Text and Embedding Operations
Text Splitting
from cocoindex.ops.text import RecursiveSplitter, detect_code_language
splitter = RecursiveSplitter()
language = detect_code_language(filename="example.py")
chunks = splitter.split(text, chunk_size=1000, chunk_overlap=200, language=language)
Embeddings
from cocoindex.ops.sentence_transformers import SentenceTransformerEmbedder
embedder = SentenceTransformerEmbedder("sentence-transformers/all-MiniLM-L6-v2")
embedding = await embedder.embed(text)
CLI Commands
cocoindex init my-project
cocoindex update main.py
cocoindex update main.py:my_app
cocoindex update main.py -L
cocoindex update main.py --full-reprocess
cocoindex drop main.py [-f]
cocoindex ls [main.py]
cocoindex show main.py [--tree]
Best Practices
1. Use @coco.fn on All Processing Functions
Every function that participates in the pipeline (declares target states, calls mount APIs, etc.) must be decorated with @coco.fn.
2. Add Memoization for Expensive Operations
@coco.fn(memo=True)
async def process_chunk(chunk, table):
embedding = await embedder.embed(chunk.text)
table.declare_row(...)
3. Use Stable Component Paths
coco.component_subpath("file", str(file.file_path.path))
coco.component_subpath("record", record.id)
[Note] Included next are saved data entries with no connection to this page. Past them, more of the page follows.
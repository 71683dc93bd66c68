use aecg_lib::{
    batch::index_batch,
    config::{DerivationConfig, IndexConfig},
    intervals::derive_waveform_intervals,
    io::{read_annotation_csv, read_document},
    units::parse_hl7_datetime,
    WaveformDescriptor,
};
use anyhow::{Context, Result};
use clap::{Parser, Subcommand};
use log::info;
use std::io::{self, Write};
use std::path::{Path, PathBuf};
use std::sync::atomic::AtomicBool;

#[derive(Parser)]
#[command(
    name = "aecg",
    version,
    about = "Derive ECG intervals from HL7 aECG annotations"
)]
struct Cli {
    #[command(subcommand)]
    command: Commands,
}

#[derive(Subcommand)]
enum Commands {
    /// Derive RR/PR/QRS/QT/QTcF from one waveform's annotation table (CSV)
    Intervals {
        #[arg(long)]
        annotations: PathBuf,
        /// HL7 timestamp of the waveform's first sample
        #[arg(long)]
        start_time: String,
        /// Also print every individual interval
        #[arg(long)]
        keep_raw: bool,
        #[arg(long)]
        ron_retrigger_ms: Option<f64>,
    },
    /// Build study index rows for extracted aECG documents (JSON lines)
    Index {
        #[arg(required = true)]
        documents: Vec<PathBuf>,
        #[arg(long)]
        config: Option<PathBuf>,
        #[arg(long)]
        workers: Option<usize>,
        #[arg(long)]
        keep_raw: bool,
        /// Stop starting new files after the first unreadable one
        #[arg(long)]
        fail_fast: bool,
    },
}

fn main() -> Result<()> {
    env_logger::init();
    let cli = Cli::parse();
    match cli.command {
        Commands::Intervals {
            annotations,
            start_time,
            keep_raw,
            ron_retrigger_ms,
        } => cmd_intervals(&annotations, &start_time, keep_raw, ron_retrigger_ms)?,
        Commands::Index {
            documents,
            config,
            workers,
            keep_raw,
            fail_fast,
        } => cmd_index(&documents, config.as_deref(), workers, keep_raw, fail_fast)?,
    }
    Ok(())
}

fn cmd_intervals(
    annotations: &Path,
    start_time: &str,
    keep_raw: bool,
    ron_retrigger_ms: Option<f64>,
) -> Result<()> {
    parse_hl7_datetime(start_time).context("invalid --start-time")?;
    let records = read_annotation_csv(annotations)?;
    let mut cfg = DerivationConfig::default();
    if let Some(ms) = ron_retrigger_ms {
        cfg.ron_retrigger_ms = ms;
    }
    let waveform = WaveformDescriptor::new(start_time);
    let result = derive_waveform_intervals(&waveform, &records, &cfg, keep_raw);
    info!(
        "{}: {} boundaries projected, {} summary rows",
        annotations.display(),
        result.projected,
        result.summary.len()
    );
    let js = serde_json::to_string(&result)?;
    println!("{}", js);
    Ok(())
}

fn cmd_index(
    documents: &[PathBuf],
    config: Option<&Path>,
    workers: Option<usize>,
    keep_raw: bool,
    fail_fast: bool,
) -> Result<()> {
    let mut cfg = match config {
        Some(path) => IndexConfig::load(path)?,
        None => IndexConfig::default(),
    };
    if let Some(workers) = workers {
        cfg.workers = workers;
    }
    cfg.keep_raw_intervals |= keep_raw;
    cfg.fail_fast |= fail_fast;

    let cancel = AtomicBool::new(false);
    let report = index_batch(documents, &cfg, &cancel, read_document);
    let stdout = io::stdout();
    let mut out = stdout.lock();
    for record in report.records() {
        writeln!(out, "{}", serde_json::to_string(record)?)?;
    }
    info!(
        "indexed {} of {} files",
        documents.len() - report.skipped(),
        documents.len()
    );
    Ok(())
}
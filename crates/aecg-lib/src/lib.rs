pub mod annotation;
pub mod batch;
pub mod config;
pub mod error;
pub mod index;
pub mod intervals;
pub mod io;
pub mod leads;
pub mod projection;
pub mod units;
pub mod waveform;

pub use annotation::*;
pub use batch::{index_batch, BatchReport, JobOutcome};
pub use config::*;
pub use error::{AecgError, Result};
pub use index::{index_document, AecgDocument, AecgMetadata, IndexRecord, WaveformKind};
pub use intervals::*;
pub use projection::*;
pub use units::*;
pub use waveform::{LeadSamples, Waveform};
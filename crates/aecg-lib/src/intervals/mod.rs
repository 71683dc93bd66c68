pub mod engine;
pub mod summary;

use crate::annotation::{AnnotationRecord, WaveformDescriptor};
use crate::config::DerivationConfig;
use crate::leads::{display_name, GLOBAL_LEAD};
use crate::projection::{project_annotations, LeadFailure, ProjectedAnnotation, SkippedBoundary};
use serde::{Deserialize, Serialize};
use std::collections::BTreeSet;

pub use engine::derive_intervals;
pub use summary::{aggregate, IntervalSummary, StatType, SummaryTable};

/// Interval parameters derived per cardiac cycle.
#[derive(Debug, Clone, Copy, PartialEq, Eq, PartialOrd, Ord, Hash, Serialize, Deserialize)]
pub enum ParamCode {
    #[serde(rename = "RR")]
    Rr,
    #[serde(rename = "PR")]
    Pr,
    #[serde(rename = "QRS")]
    Qrs,
    #[serde(rename = "QT")]
    Qt,
    /// RR interval in effect when the beat's T wave closed.
    #[serde(rename = "QTRR")]
    QtRr,
    /// QT corrected with Fridericia's cube-root formula.
    #[serde(rename = "QTCF")]
    QtcF,
}

impl ParamCode {
    pub const ALL: [ParamCode; 6] = [
        ParamCode::Rr,
        ParamCode::Pr,
        ParamCode::Qrs,
        ParamCode::Qt,
        ParamCode::QtRr,
        ParamCode::QtcF,
    ];

    pub fn as_str(self) -> &'static str {
        match self {
            ParamCode::Rr => "RR",
            ParamCode::Pr => "PR",
            ParamCode::Qrs => "QRS",
            ParamCode::Qt => "QT",
            ParamCode::QtRr => "QTRR",
            ParamCode::QtcF => "QTCF",
        }
    }
}

/// A lead as it appears in interval output.
#[derive(Debug, Clone, PartialEq, Eq, PartialOrd, Ord, Hash, Serialize, Deserialize)]
pub struct LeadKey {
    pub lead_display_name: String,
    pub hl7_lead_name: String,
}

impl LeadKey {
    pub fn from_hl7(hl7_lead_name: &str) -> Self {
        Self {
            lead_display_name: display_name(hl7_lead_name),
            hl7_lead_name: hl7_lead_name.to_string(),
        }
    }

    pub fn global() -> Self {
        Self {
            lead_display_name: GLOBAL_LEAD.to_string(),
            hl7_lead_name: String::new(),
        }
    }

    pub fn of(ann: &ProjectedAnnotation) -> Self {
        Self {
            lead_display_name: ann.lead_display_name.clone(),
            hl7_lead_name: ann.hl7_lead_name.clone(),
        }
    }
}

/// One interval measurement, stamped with the boundary that closed it.
#[derive(Debug, Clone, PartialEq, Serialize, Deserialize)]
pub struct DerivedInterval {
    pub lead_display_name: String,
    pub hl7_lead_name: String,
    pub time_ms: f64,
    pub param: ParamCode,
    pub value: f64,
}

impl DerivedInterval {
    pub fn lead_key(&self) -> LeadKey {
        LeadKey {
            lead_display_name: self.lead_display_name.clone(),
            hl7_lead_name: self.hl7_lead_name.clone(),
        }
    }
}

/// Derived intervals plus every lead the summary must report on.
#[derive(Debug, Clone, Default, PartialEq)]
pub struct IntervalTable {
    pub leads: BTreeSet<LeadKey>,
    pub intervals: Vec<DerivedInterval>,
}

impl IntervalTable {
    pub fn values(&self, lead_display_name: &str, param: ParamCode) -> Vec<f64> {
        self.intervals
            .iter()
            .filter(|i| i.lead_display_name == lead_display_name && i.param == param)
            .map(|i| i.value)
            .collect()
    }
}

/// Everything derived from one waveform's annotation set.
#[derive(Debug, Clone, Serialize)]
pub struct WaveformIntervals {
    /// Boundaries that made it onto the time axis.
    pub projected: usize,
    pub summary: SummaryTable,
    pub skipped: Vec<SkippedBoundary>,
    pub failed_leads: Vec<LeadFailure>,
}

/// Project, derive and aggregate the annotations of one waveform.
///
/// Every annotated lead that did not fail appears in the summary, with
/// `COUNT = 0` for parameters it has no intervals for. An annotation set with
/// no usable leads reports zero counts for the global pseudo-lead.
pub fn derive_waveform_intervals(
    waveform: &WaveformDescriptor,
    records: &[AnnotationRecord],
    cfg: &DerivationConfig,
    keep_raw: bool,
) -> WaveformIntervals {
    let projection = project_annotations(waveform, records);
    let failed: BTreeSet<&str> = projection
        .failed_leads
        .iter()
        .map(|f| f.hl7_lead_name.as_str())
        .collect();
    let expected: Vec<LeadKey> = records
        .iter()
        .filter(|r| r.has_wave_component() && !failed.contains(r.lead.as_str()))
        .map(|r| LeadKey::from_hl7(&r.lead))
        .collect();

    let projected = projection.annotations.len();
    let mut table = derive_intervals(projection.annotations, cfg);
    table.leads.extend(expected);
    if table.leads.is_empty() && projection.failed_leads.is_empty() {
        table.leads.insert(LeadKey::global());
    }

    WaveformIntervals {
        projected,
        summary: aggregate(&table, keep_raw),
        skipped: projection.skipped,
        failed_leads: projection.failed_leads,
    }
}

#[cfg(test)]
mod tests {
    use super::*;
    use crate::annotation::{Boundary, TimeCode};

    fn qrs_record(lead: &str, group_id: i64, on_ms: &str, off_ms: &str) -> AnnotationRecord {
        AnnotationRecord {
            group_id,
            beat_number: group_id,
            lead: lead.into(),
            code_type: "MDC_ECG_WAVC_TYPE".into(),
            wave_component: "MDC_ECG_WAVC_QRSWAVE".into(),
            time_code: TimeCode::Relative,
            low: Boundary::new(on_ms, "ms"),
            high: Boundary::new(off_ms, "ms"),
            ..Default::default()
        }
    }

    #[test]
    fn waveform_pipeline_reports_every_annotated_lead() {
        let waveform = WaveformDescriptor::new("20021122091000");
        let records = vec![
            qrs_record("MDC_ECG_LEAD_II", 1, "140", "230"),
            qrs_record("MDC_ECG_LEAD_V2", 2, "150", ""),
        ];
        let result = derive_waveform_intervals(&waveform, &records, &DerivationConfig::default(), false);
        assert_eq!(result.projected, 3);
        let qrs_ii = result.summary.get("II", ParamCode::Qrs, StatType::Average).unwrap();
        assert_eq!(qrs_ii.value, Some(90.0));
        let qrs_v2 = result.summary.get("V2", ParamCode::Qrs, StatType::Count).unwrap();
        assert_eq!(qrs_v2.value, Some(0.0));
        // 2 leads x 6 parameters x (COUNT, AVERAGE)
        assert_eq!(result.summary.rows.len(), 24);
    }

    #[test]
    fn empty_annotation_set_reports_zero_counts() {
        let waveform = WaveformDescriptor::new("20021122091000");
        let result = derive_waveform_intervals(&waveform, &[], &DerivationConfig::default(), true);
        assert_eq!(result.projected, 0);
        for param in ParamCode::ALL {
            let count = result.summary.get(GLOBAL_LEAD, param, StatType::Count).unwrap();
            assert_eq!(count.value, Some(0.0));
            let avg = result.summary.get(GLOBAL_LEAD, param, StatType::Average).unwrap();
            assert_eq!(avg.value, None);
        }
    }

    #[test]
    fn failed_lead_is_reported_not_summarized() {
        let waveform = WaveformDescriptor::new("20021122091000");
        let mut bad = qrs_record("MDC_ECG_LEAD_V1", 1, "140", "230");
        bad.low.unit = "ticks".into();
        let records = vec![bad, qrs_record("MDC_ECG_LEAD_I", 1, "140", "230")];
        let result = derive_waveform_intervals(&waveform, &records, &DerivationConfig::default(), false);
        assert_eq!(result.failed_leads.len(), 1);
        assert!(result.summary.get("V1", ParamCode::Qrs, StatType::Count).is_none());
        assert!(result.summary.get("I", ParamCode::Qrs, StatType::Count).is_some());
    }
}
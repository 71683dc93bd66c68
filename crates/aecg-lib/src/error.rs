use thiserror::Error;

/// Errors raised while normalizing and classifying annotation data.
#[derive(Debug, Clone, PartialEq, Error)]
pub enum AecgError {
    /// A voltage or time unit outside the recognized set.
    #[error("unknown {quantity} unit '{unit}'")]
    UnknownUnit { unit: String, quantity: &'static str },
    /// An HL7 timestamp that cannot be mapped onto a calendar date and time.
    #[error("malformed HL7 datetime '{value}': {reason}")]
    DateTimeFormat { value: String, reason: String },
    /// None of the wave-component rules yields a label for the boundary.
    #[error("cannot classify {codes} ({slot} boundary): {reason}")]
    AmbiguousClassification {
        codes: String,
        slot: &'static str,
        reason: String,
    },
    /// A RELATIVE boundary whose value is not numeric.
    #[error("'{0}' is not a numeric time value")]
    InvalidNumber(String),
}

impl AecgError {
    pub(crate) fn datetime(value: &str, reason: impl Into<String>) -> Self {
        AecgError::DateTimeFormat {
            value: value.to_string(),
            reason: reason.into(),
        }
    }
}

pub type Result<T> = std::result::Result<T, AecgError>;
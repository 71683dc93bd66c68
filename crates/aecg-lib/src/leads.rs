/// Display name of the pseudo-lead holding annotations that are not tied to one channel.
pub const GLOBAL_LEAD: &str = "GLOBAL";

/// Map an HL7 lead code to its display name.
///
/// Standard `MDC_ECG_LEAD_*` codes (and the augmented limb leads in either
/// case) get their conventional short names, other codes pass through and an
/// empty code is the global pseudo-lead.
pub fn display_name(hl7_lead: &str) -> String {
    if hl7_lead.is_empty() {
        return GLOBAL_LEAD.to_string();
    }
    standard_display_name(hl7_lead)
        .map(str::to_string)
        .unwrap_or_else(|| hl7_lead.to_string())
}

fn standard_display_name(hl7_lead: &str) -> Option<&'static str> {
    let suffix = hl7_lead.strip_prefix("MDC_ECG_LEAD_")?;
    let name = match suffix {
        "I" => "I",
        "II" => "II",
        "III" => "III",
        "AVR" | "aVR" => "aVR",
        "AVL" | "aVL" => "aVL",
        "AVF" | "aVF" => "aVF",
        "AVRneg" | "AVRNEG" => "-aVR",
        "V1" => "V1",
        "V2" => "V2",
        "V3" => "V3",
        "V4" => "V4",
        "V5" => "V5",
        "V6" => "V6",
        "X" => "X",
        "Y" => "Y",
        "Z" => "Z",
        _ => return None,
    };
    Some(name)
}
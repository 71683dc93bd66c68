use crate::error::{AecgError, Result};
use chrono::{Duration, NaiveDate, NaiveDateTime};
use std::str::FromStr;

/// Physical voltage units accepted for lead origin and scale values.
#[derive(Debug, Clone, Copy, PartialEq, Eq)]
pub enum VoltageUnit {
    Nanovolt,
    Microvolt,
    Millivolt,
    Volt,
}

impl VoltageUnit {
    /// Multiplier that converts a value in this unit to millivolts.
    pub fn millivolt_factor(self) -> f64 {
        match self {
            VoltageUnit::Nanovolt => 1e-6,
            VoltageUnit::Microvolt => 1e-3,
            VoltageUnit::Millivolt => 1.0,
            VoltageUnit::Volt => 1e3,
        }
    }
}

impl FromStr for VoltageUnit {
    type Err = AecgError;

    fn from_str(unit: &str) -> Result<Self> {
        match unit.trim() {
            "nV" => Ok(VoltageUnit::Nanovolt),
            "uV" | "\u{b5}V" | "\u{3bc}V" => Ok(VoltageUnit::Microvolt),
            "mV" => Ok(VoltageUnit::Millivolt),
            "V" => Ok(VoltageUnit::Volt),
            other => Err(AecgError::UnknownUnit {
                unit: other.to_string(),
                quantity: "voltage",
            }),
        }
    }
}

/// Time units accepted for sample increments and RELATIVE annotation values.
#[derive(Debug, Clone, Copy, PartialEq, Eq)]
pub enum TimeUnit {
    Microsecond,
    Millisecond,
    Second,
}

impl TimeUnit {
    /// Multiplier that converts a value in this unit to milliseconds.
    pub fn millisecond_factor(self) -> f64 {
        match self {
            TimeUnit::Microsecond => 1e-3,
            TimeUnit::Millisecond => 1.0,
            TimeUnit::Second => 1e3,
        }
    }
}

impl FromStr for TimeUnit {
    type Err = AecgError;

    fn from_str(unit: &str) -> Result<Self> {
        match unit.trim() {
            "us" | "\u{b5}s" | "\u{3bc}s" => Ok(TimeUnit::Microsecond),
            "ms" => Ok(TimeUnit::Millisecond),
            "s" => Ok(TimeUnit::Second),
            other => Err(AecgError::UnknownUnit {
                unit: other.to_string(),
                quantity: "time",
            }),
        }
    }
}

/// Convert a raw digit to millivolts: `raw_digit * scale + origin`, both in mV.
pub fn to_millivolts(
    raw_digit: f64,
    origin: f64,
    origin_unit: &str,
    scale: f64,
    scale_unit: &str,
) -> Result<f64> {
    let origin_mv = origin * origin_unit.parse::<VoltageUnit>()?.millivolt_factor();
    let scale_mv = scale * scale_unit.parse::<VoltageUnit>()?.millivolt_factor();
    Ok(raw_digit * scale_mv + origin_mv)
}

pub fn to_milliseconds(value: f64, unit: &str) -> Result<f64> {
    Ok(value * unit.parse::<TimeUnit>()?.millisecond_factor())
}

/// Parse an HL7 timestamp of variable precision (`YYYY[MM[DD[HH[MM[SS[.fff]]]]]]`).
///
/// Absent trailing components default to the start of the enclosing period,
/// so `"2002"` is midnight on January 1st. Characters after the seconds field
/// (typically a timezone offset) are ignored, as is a `.`-separated token that
/// carries no fraction digits.
pub fn parse_hl7_datetime(text: &str) -> Result<NaiveDateTime> {
    let trimmed = text.trim();
    let (stamp, tail) = match trimmed.split_once('.') {
        Some((stamp, tail)) => (stamp, Some(tail)),
        None => (trimmed, None),
    };
    if !stamp.is_ascii() {
        return Err(AecgError::datetime(text, "non-ASCII characters"));
    }
    let year = match stamp.get(0..4) {
        Some(digits) if digits.bytes().all(|b| b.is_ascii_digit()) => digits
            .parse::<i32>()
            .map_err(|e| AecgError::datetime(text, e.to_string()))?,
        _ => {
            return Err(AecgError::datetime(
                text,
                "leading four characters must be the year",
            ))
        }
    };

    let component = |start: usize, name: &str| -> Result<Option<u32>> {
        if stamp.len() <= start {
            return Ok(None);
        }
        let digits = stamp
            .get(start..start + 2)
            .filter(|digits| digits.bytes().all(|b| b.is_ascii_digit()))
            .ok_or_else(|| AecgError::datetime(text, format!("malformed {}", name)))?;
        digits
            .parse::<u32>()
            .map(Some)
            .map_err(|e| AecgError::datetime(text, e.to_string()))
    };

    let month = component(4, "month")?.unwrap_or(1);
    let day = component(6, "day")?.unwrap_or(1);
    let hour = component(8, "hour")?.unwrap_or(0);
    let minute = component(10, "minute")?.unwrap_or(0);
    let second = component(12, "second")?;
    let millis = match (second, tail) {
        (Some(_), Some(tail)) => fraction_millis(tail),
        _ => 0,
    };

    NaiveDate::from_ymd_opt(year, month, day)
        .and_then(|date| date.and_hms_milli_opt(hour, minute, second.unwrap_or(0), millis))
        .ok_or_else(|| AecgError::datetime(text, "component out of calendar range"))
}

fn fraction_millis(tail: &str) -> u32 {
    let digits: String = tail
        .chars()
        .take_while(|c| c.is_ascii_digit())
        .take(3)
        .collect();
    if digits.is_empty() {
        return 0;
    }
    let padded = format!("{:0<3}", digits);
    padded.parse().unwrap_or(0)
}

/// Milliseconds elapsed from `start` to the HL7 timestamp in `text`.
pub fn hl7_offset_ms(text: &str, start: &NaiveDateTime) -> Result<f64> {
    let instant = parse_hl7_datetime(text)?;
    Ok(instant.signed_duration_since(*start).num_milliseconds() as f64)
}

/// Shift `start` by a (possibly fractional) number of milliseconds.
///
/// Fails when the shift is not finite or leaves the representable calendar.
pub fn add_milliseconds(start: &NaiveDateTime, ms: f64) -> Result<NaiveDateTime> {
    let out_of_range = || {
        AecgError::datetime(&format_hl7_datetime(start), format!("cannot add {} ms", ms))
    };
    let micros = (ms * 1e3).round();
    if !micros.is_finite() || micros.abs() >= i64::MAX as f64 {
        return Err(out_of_range());
    }
    start
        .checked_add_signed(Duration::microseconds(micros as i64))
        .ok_or_else(out_of_range)
}

/// Render a timestamp in the full-precision HL7 form (`YYYYMMDDHHMMSS.ffffff`).
pub fn format_hl7_datetime(instant: &NaiveDateTime) -> String {
    instant.format("%Y%m%d%H%M%S%.6f").to_string()
}

#[cfg(test)]
mod tests {
    use super::*;
    use chrono::{Datelike, Timelike};

    #[test]
    fn microvolts_scale_down() {
        let mv = to_millivolts(2.5, 0.0, "uV", 1.0, "uV").unwrap();
        assert!((mv - 2.5e-3).abs() < 1e-12);
        let mv = to_millivolts(2.5, 0.0, "\u{b5}V", 1.0, "\u{b5}V").unwrap();
        assert!((mv - 2.5e-3).abs() < 1e-12);
    }

    #[test]
    fn origin_and_scale_combine() {
        // 10 digits * 5 uV + 1 mV origin
        let mv = to_millivolts(10.0, 1.0, "mV", 5.0, "uV").unwrap();
        assert!((mv - 1.05).abs() < 1e-12);
        let mv = to_millivolts(1.0, 0.0, "V", 2.0, "nV").unwrap();
        assert!((mv - 2e-6).abs() < 1e-15);
        let mv = to_millivolts(3.0, 0.001, "V", 1.0, "mV").unwrap();
        assert!((mv - 4.0).abs() < 1e-12);
    }

    #[test]
    fn unknown_voltage_unit_is_rejected() {
        let err = to_millivolts(1.0, 0.0, "furlongs", 1.0, "mV").unwrap_err();
        assert!(matches!(err, AecgError::UnknownUnit { ref unit, .. } if unit == "furlongs"));
        assert!(to_millivolts(1.0, 0.0, "mV", 1.0, "kV").is_err());
    }

    #[test]
    fn time_units_convert_to_milliseconds() {
        assert_eq!(to_milliseconds(1500.0, "us").unwrap(), 1.5);
        assert_eq!(to_milliseconds(2.0, "s").unwrap(), 2000.0);
        assert_eq!(to_milliseconds(4.0, "ms").unwrap(), 4.0);
        assert!(matches!(
            to_milliseconds(1.0, "min"),
            Err(AecgError::UnknownUnit { quantity: "time", .. })
        ));
    }

    #[test]
    fn datetime_precision_is_bounded_by_input() {
        let dt = parse_hl7_datetime("200211220910").unwrap();
        assert_eq!((dt.year(), dt.month(), dt.day()), (2002, 11, 22));
        assert_eq!((dt.hour(), dt.minute(), dt.second()), (9, 10, 0));

        let dt = parse_hl7_datetime("2002").unwrap();
        assert_eq!((dt.year(), dt.month(), dt.day()), (2002, 1, 1));
        assert_eq!(dt.hour(), 0);

        let dt = parse_hl7_datetime("200211").unwrap();
        assert_eq!((dt.month(), dt.day()), (11, 1));
    }

    #[test]
    fn datetime_fraction_and_timezone() {
        let dt = parse_hl7_datetime("20021122091000.250+0100").unwrap();
        assert_eq!(dt.nanosecond(), 250_000_000);
        let dt = parse_hl7_datetime("20021122091000.5").unwrap();
        assert_eq!(dt.nanosecond(), 500_000_000);
        let dt = parse_hl7_datetime("20021122091000+0100").unwrap();
        assert_eq!(dt.second(), 0);
        let dt = parse_hl7_datetime("20021122091000.+0100").unwrap();
        assert_eq!(dt.nanosecond(), 0);
    }

    #[test]
    fn malformed_datetimes_fail() {
        for bad in ["", "150", "12.5", "abcd1122", "20021", "20021322", "20020230", "2002112225"] {
            assert!(
                matches!(parse_hl7_datetime(bad), Err(AecgError::DateTimeFormat { .. })),
                "{} should not parse",
                bad
            );
        }
    }

    #[test]
    fn offsets_and_formatting() {
        let start = parse_hl7_datetime("20021122091000").unwrap();
        assert_eq!(hl7_offset_ms("20021122091001.500", &start).unwrap(), 1500.0);
        assert_eq!(hl7_offset_ms("20021122090959", &start).unwrap(), -1000.0);
        let stop = add_milliseconds(&start, 10_000.0).unwrap();
        assert_eq!(format_hl7_datetime(&stop), "20021122091010.000000");
    }

    #[test]
    fn shifts_past_the_calendar_are_errors() {
        let start = parse_hl7_datetime("20021122091000").unwrap();
        for ms in [1e18, -1e18, f64::INFINITY, f64::NAN] {
            assert!(matches!(
                add_milliseconds(&start, ms),
                Err(AecgError::DateTimeFormat { .. })
            ));
        }
    }
}
use crate::annotation::{AnnotationRecord, Boundary, TimeCode};
use anyhow::{Context, Result};
use csv::ReaderBuilder;
use serde::Deserialize;
use std::fs::File;
use std::io::Read;
use std::path::Path;

/// One row of the normalized annotation table.
#[derive(Debug, Deserialize)]
struct AnnotationRow {
    anngrpid: i64,
    #[serde(default, deserialize_with = "csv::invalid_option")]
    beatnum: Option<i64>,
    #[serde(default)]
    lead: String,
    #[serde(default)]
    code: String,
    #[serde(default)]
    codetype: String,
    #[serde(default)]
    wavecomponent: String,
    #[serde(default)]
    wavecomponent2: String,
    #[serde(default)]
    timecode: String,
    #[serde(default)]
    value: String,
    #[serde(default)]
    value_unit: String,
    #[serde(default)]
    low: String,
    #[serde(default)]
    low_unit: String,
    #[serde(default)]
    high: String,
    #[serde(default)]
    high_unit: String,
}

impl From<AnnotationRow> for AnnotationRecord {
    fn from(row: AnnotationRow) -> Self {
        AnnotationRecord {
            group_id: row.anngrpid,
            beat_number: row.beatnum.unwrap_or(-1),
            lead: row.lead,
            code: row.code,
            code_type: row.codetype,
            wave_component: row.wavecomponent,
            wave_component_secondary: row.wavecomponent2,
            time_code: TimeCode::from(row.timecode),
            value: Boundary::new(row.value, row.value_unit),
            low: Boundary::new(row.low, row.low_unit),
            high: Boundary::new(row.high, row.high_unit),
        }
    }
}

pub fn read_annotation_csv(path: &Path) -> Result<Vec<AnnotationRecord>> {
    let file = File::open(path).with_context(|| format!("opening {}", path.display()))?;
    parse_annotations(file).with_context(|| format!("reading annotations from {}", path.display()))
}

pub fn parse_annotations<R: Read>(reader: R) -> Result<Vec<AnnotationRecord>> {
    let mut reader = ReaderBuilder::new()
        .has_headers(true)
        .trim(csv::Trim::All)
        .from_reader(reader);
    let mut records = Vec::new();
    for (line, row) in reader.deserialize::<AnnotationRow>().enumerate() {
        let row = row.with_context(|| format!("record {}", line + 1))?;
        records.push(row.into());
    }
    Ok(records)
}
coco.component_subpath("file", file)
coco.component_subpath("idx", idx)
4. Use Context for Shared Resources
@coco.lifespan
async def coco_lifespan(builder: coco.EnvironmentBuilder) -> AsyncIterator[None]:
async with await asyncpg.create_pool(DATABASE_URL) as pool:
builder.provide(PG_DB, pool)
yield
5. Use Annotated[NDArray, CONTEXT_KEY] for Vectors
EMBEDDER = coco.ContextKey[SentenceTransformerEmbedder]("embedder")
@dataclass
class Record:
vector: Annotated[NDArray, EMBEDDER]
6. Use Convenience APIs for Targets
table = await postgres.mount_table_target(
PG_DB,
table_name="my_table",
table_schema=await postgres.TableSchema.from_class(MyRecord, primary_key=["id"]),
)
Troubleshooting
Everything Reprocessing
Add memo=True to expensive functions:
@coco.fn(memo=True)
async def process_item(item):
...
Memoization Not Working
Check component paths are stable. Use stable IDs, not object references.
Resources
references/
External
Version Note
This skill is for CocoIndex >=1.0.0 (v1). It uses a completely different API from v0.